GST-GTPases (75 pmol) were stripped of nucleotides by incubating them for 10 min at room temperature in binding buffer (20 mM Tris-HCl [pH 7.5], 100 mM NaCl, 2.5 ng of bovine serum albumin per ml, 10 mM EDTA, 0.1% Triton X-100, 1 mM dithiothreitol, 10% glycerol) supplemented with a cocktail of protease inhibitors (Cømplete; Roche Molecular Biochemicals). After these incubations, the buffer was supplemented with 50 mM MgCl2 plus either GDP (450 μM), GTP (450 μM), or no nucleotides and then incubated 30 min longer. At this moment, 30 μl of glutathione beads (Pharmacia/LKB) and either the Vav-3 proteins (55 pmol) or the Dbl-containing Sf9 lysates (50 μl) were added to the GTPase solutions. After an incubation of 3 h at 4°C, the beads were washed three times with binding buffer plus 50 mM MgCl2, boiled in the presence of sodium dodecyl sulfate-polyacrylamide gel electrophoresis (SDS-PAGE) sample buffer, and analyzed by immunoblot.
Jurkat cells were cultured in RPMI medium supplemented with 10% fetal calf serum (HyClone) and antibiotics. For stimulation, exponentially growing cell cultures were harvested, washed once with RPMI and resuspended in RPMI at 25 × 106 cell · ml−1. Cells were stimulated with 10 μg of anti-CD3 antibodies (Dako) per ml for the indicated periods of time. After stimulation, cells were lysed by the addition of 5× lysis buffer (50 mM Tris-HCl [pH 8.0], 5% Triton X-100, 750 mM NaCl) supplemented with 50 mM sodium fluoride, 0.5 mM sodium orthovanadate and protease inhibitors (Cømplete). In the case of COS-1 cells, transfected cells were cultured for 48 h in 10-cm plates and then starved in serum-free Dulbecco modified Eagle medium overnight. Cells were then either left unstimulated or stimulated for the indicated periods of time with EGF (0.25 μg · ml−1) and disrupted in 1 ml of 1× lysis buffer. Cell lysates were centrifuged for 30 min at 11,000 × g and supernatants were immunoprecipitated by using the appropriate antibodies. Immunoprecipitation and immunoblot analysis were performed as previously described (3). Focus formation, transient-transfection, and immunofluorescence techniques were performed as indicated earlier (23).

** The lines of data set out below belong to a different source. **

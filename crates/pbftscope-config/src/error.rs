//! Configuration error types

use std::path::PathBuf;
use thiserror::Error;

#[derive(Debug, Error)]
pub enum ConfigError {
    #[error("Failed to read config file at {path}: {source}")]
    ReadError {
        path: PathBuf,
        source: std::io::Error,
    },

    #[error("Failed to parse TOML config at {path}: {source}")]
    ParseError {
        path: PathBuf,
        source: toml::de::Error,
    },

    #[error("Failed to render configuration: {0}")]
    RenderError(#[from] toml::ser::Error),

    #[error("Invalid configuration: {0}")]
    ValidationError(String),

    #[error("XDG directory error: {0}")]
    XdgError(String),
}
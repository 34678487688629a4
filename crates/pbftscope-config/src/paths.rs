//! Path utilities and XDG directory discovery

use crate::ConfigError;
use directories::ProjectDirs;
use std::path::{Path, PathBuf};

/// XDG-compliant paths for pbftscope
pub struct Paths {
    project_dirs: Option<ProjectDirs>,
}

impl Paths {
    pub fn new() -> Self {
        Self {
            project_dirs: ProjectDirs::from("org", "pbftscope", "pbftscope"),
        }
    }

    /// User config directory (~/.config/pbftscope/)
    pub fn user_config_dir(&self) -> Result<PathBuf, ConfigError> {
        self.project_dirs
            .as_ref()
            .map(|p| p.config_dir().to_path_buf())
            .ok_or_else(|| {
                ConfigError::XdgError("Failed to determine user config directory".to_string())
            })
    }

    /// ~/.config/pbftscope/config.toml
    pub fn user_config_file(&self) -> Result<PathBuf, ConfigError> {
        Ok(self.user_config_dir()?.join("config.toml"))
    }

    pub fn project_config_file(project_dir: impl AsRef<Path>) -> PathBuf {
        project_dir.as_ref().join("pbftscope.toml")
    }

    /// pbftscope.local.toml, for uncommitted overrides
    pub fn local_config_file(project_dir: impl AsRef<Path>) -> PathBuf {
        project_dir.as_ref().join("pbftscope.local.toml")
    }
}

impl Default for Paths {
    fn default() -> Self {
        Self::new()
    }
}
//! CLI command implementations.

pub mod config;
pub mod replay;
pub mod run;

use std::path::Path;

use anyhow::{Context, Result};
use pbftscope_config::PbftscopeConfig;

/// Loads the layered configuration rooted at `project`.
pub(crate) fn load_config(project: &Path) -> Result<PbftscopeConfig> {
    PbftscopeConfig::load_from_dir(project).with_context(|| {
        format!(
            "Failed to load configuration from {}",
            project.display()
        )
    })
}

/// Recordings ending in `.bin` use the compact binary encoding; anything else
/// is JSON.
pub(crate) fn is_binary_recording(path: &Path) -> bool {
    path.extension().is_some_and(|ext| ext == "bin")
}

#[cfg(test)]
mod tests {
    use super::*;

    #[test]
    fn recording_format_follows_extension() {
        assert!(is_binary_recording(Path::new("run.bin")));
        assert!(!is_binary_recording(Path::new("run.json")));
        assert!(!is_binary_recording(Path::new("run")));
    }
}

To look for new members of this protein family, we searched GenBank databases with small stretches of the primary structure of Vav and Vav-2 to identify any possible Vav-related sequences present in available expressed sequence tag (EST) libraries. This search yielded one EST cDNA clone (GenBank entry R56753) that was found to encode half of an SH2 domain and a complete SH3 domain, both of them highly homologous to the corresponding domains of Vav and Vav-2. High homology was also found in the linker region connecting the SH2 domain and the most C-terminal SH3 region of the known Vav proteins, further suggesting that this EST clone encoded a new member of the Vav family rather than an unrelated SH2-SH3 protein. We then cloned the full-length cDNA of this protein with a combination of standard cDNA library screening and RACE techniques (see Materials and Methods) (Fig. (Fig.1).1). Sequence analysis of this cDNA (accession number [AN] AF118887) confirmed that it encoded a novel 847-amino-acid polypeptide (97.8 kDa, pI 6.65) with overall sequence similarities of 69.4 and 66.1% with the human Vav and Vav-2 proteins, respectively. This new Vav family member was designated Vav-3.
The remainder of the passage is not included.